[TASK REQUIREMENTS]
Please return all lines of the data below containing the string "found".

========================

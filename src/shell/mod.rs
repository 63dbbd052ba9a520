use std::io::{BufRead, Write};

use crate::common::error::AppError;
use crate::common::money::Money;
use crate::domain::ledger::{Ledger, LedgerError};
use crate::io::store::AccountStore;

const MAIN_MENU: &str = "\n1) Create Account  2) Login  3) Exit\nSelect an option: ";
const SESSION_MENU: &str = "\n1) Deposit  2) Withdraw  3) Transfer  4) Exit\nSelect an option: ";

/// The interactive menu surface. It collects typed input, calls into the
/// ledger, renders outcomes, and writes the ledger through the store after
/// every mutation. Generic over input/output so whole sessions can be
/// scripted in tests.
pub struct Shell<R, W> {
    input: R,
    output: W,
}

impl<R: BufRead, W: Write> Shell<R, W> {
    pub fn new(input: R, output: W) -> Self {
        Self { input, output }
    }

    /// Top-level menu loop. Returns when the user exits or input ends.
    pub fn run(&mut self, ledger: &mut Ledger, store: &AccountStore) -> Result<(), AppError> {
        loop {
            let Some(choice) = self.prompt(MAIN_MENU)? else {
                break;
            };
            match choice.as_str() {
                "1" => self.create_account(ledger, store)?,
                "2" => self.login(ledger, store)?,
                "3" => break,
                other => writeln!(self.output, "Unknown option: {other}")?,
            }
        }
        Ok(())
    }

    fn create_account(&mut self, ledger: &mut Ledger, store: &AccountStore) -> Result<(), AppError> {
        let Some(holder) = self.prompt("What is your name? ")? else {
            return Ok(());
        };
        let Some(balance) = self.prompt_amount("Enter initial balance (USD): ")? else {
            return Ok(());
        };

        let account = ledger.open(&holder, balance);
        writeln!(self.output, "Account created successfully!")?;
        writeln!(self.output, "{account}")?;

        store.save(ledger.accounts())?;
        Ok(())
    }

    fn login(&mut self, ledger: &mut Ledger, store: &AccountStore) -> Result<(), AppError> {
        let Some(number) = self.prompt("Enter your account number: ")? else {
            return Ok(());
        };

        let Some(account) = ledger.find(&number) else {
            writeln!(self.output, "Account not found!")?;
            return Ok(());
        };
        writeln!(self.output, "{account}")?;

        self.session(ledger, store, &number)
    }

    /// Menu loop for one logged-in account.
    fn session(
        &mut self,
        ledger: &mut Ledger,
        store: &AccountStore,
        number: &str,
    ) -> Result<(), AppError> {
        loop {
            let Some(choice) = self.prompt(SESSION_MENU)? else {
                break;
            };
            match choice.as_str() {
                "1" => self.deposit(ledger, store, number)?,
                "2" => self.withdraw(ledger, store, number)?,
                "3" => self.transfer(ledger, store, number)?,
                "4" => break,
                other => writeln!(self.output, "Unknown option: {other}")?,
            }
        }
        Ok(())
    }

    fn deposit(
        &mut self,
        ledger: &mut Ledger,
        store: &AccountStore,
        number: &str,
    ) -> Result<(), AppError> {
        let Some(amount) = self.prompt_amount("Enter deposit amount (USD): ")? else {
            return Ok(());
        };

        match ledger.deposit(number, amount) {
            Ok(account) => {
                writeln!(self.output, "${amount} deposited successfully.")?;
                writeln!(self.output, "{account}")?;
                store.save(ledger.accounts())?;
            }
            Err(err) => self.report(&err)?,
        }
        Ok(())
    }

    fn withdraw(
        &mut self,
        ledger: &mut Ledger,
        store: &AccountStore,
        number: &str,
    ) -> Result<(), AppError> {
        let Some(amount) = self.prompt_amount("Enter withdrawal amount (USD): ")? else {
            return Ok(());
        };

        match ledger.withdraw(number, amount) {
            Ok(account) => {
                writeln!(self.output, "${amount} withdrawn successfully.")?;
                writeln!(self.output, "{account}")?;
                store.save(ledger.accounts())?;
            }
            Err(err) => self.report(&err)?,
        }
        Ok(())
    }

    fn transfer(
        &mut self,
        ledger: &mut Ledger,
        store: &AccountStore,
        number: &str,
    ) -> Result<(), AppError> {
        let Some(amount) = self.prompt_amount("Enter transfer amount (USD): ")? else {
            return Ok(());
        };
        let Some(recipient) = self.prompt("Enter recipient's account number: ")? else {
            return Ok(());
        };

        // Resolve the recipient before handing the transfer to the ledger.
        if ledger.find(&recipient).is_none() {
            writeln!(self.output, "Recipient's account not found!")?;
            return Ok(());
        }

        match ledger.transfer(number, amount, &recipient) {
            Ok(()) => {
                writeln!(
                    self.output,
                    "${amount} transferred to Account {recipient} successfully."
                )?;
                if let Some(account) = ledger.find(number) {
                    writeln!(self.output, "{account}")?;
                }
                store.save(ledger.accounts())?;
            }
            Err(err) => self.report(&err)?,
        }
        Ok(())
    }

    fn report(&mut self, err: &LedgerError) -> Result<(), AppError> {
        match err {
            LedgerError::NotFound(_) => writeln!(self.output, "Account not found!")?,
            LedgerError::InsufficientFunds => writeln!(self.output, "Insufficient funds!")?,
        }
        Ok(())
    }

    /// Writes `message`, flushes, and reads one trimmed line. `None` means
    /// input ended.
    fn prompt(&mut self, message: &str) -> Result<Option<String>, AppError> {
        write!(self.output, "{message}")?;
        self.output.flush()?;

        let mut line = String::new();
        if self.input.read_line(&mut line)? == 0 {
            return Ok(None);
        }
        Ok(Some(line.trim().to_string()))
    }

    /// Re-prompts until a well-formed, non-negative amount is entered.
    /// Stricter than the untyped input handling it replaces.
    fn prompt_amount(&mut self, message: &str) -> Result<Option<Money>, AppError> {
        loop {
            let Some(raw) = self.prompt(message)? else {
                return Ok(None);
            };
            match raw.parse::<Money>() {
                Ok(amount) if !amount.is_negative() => return Ok(Some(amount)),
                Ok(_) => writeln!(self.output, "Amount must not be negative.")?,
                Err(_) => writeln!(self.output, "Enter a numeric amount, e.g. 25.00")?,
            }
        }
    }
}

========================

[SOLUTION TO THIS EXERCISE]
            writeln!(self.output, "Account not found!")?;
            writeln!(self.output, "Recipient's account not found!")?;
            LedgerError::NotFound(_) => writeln!(self.output, "Account not found!")?,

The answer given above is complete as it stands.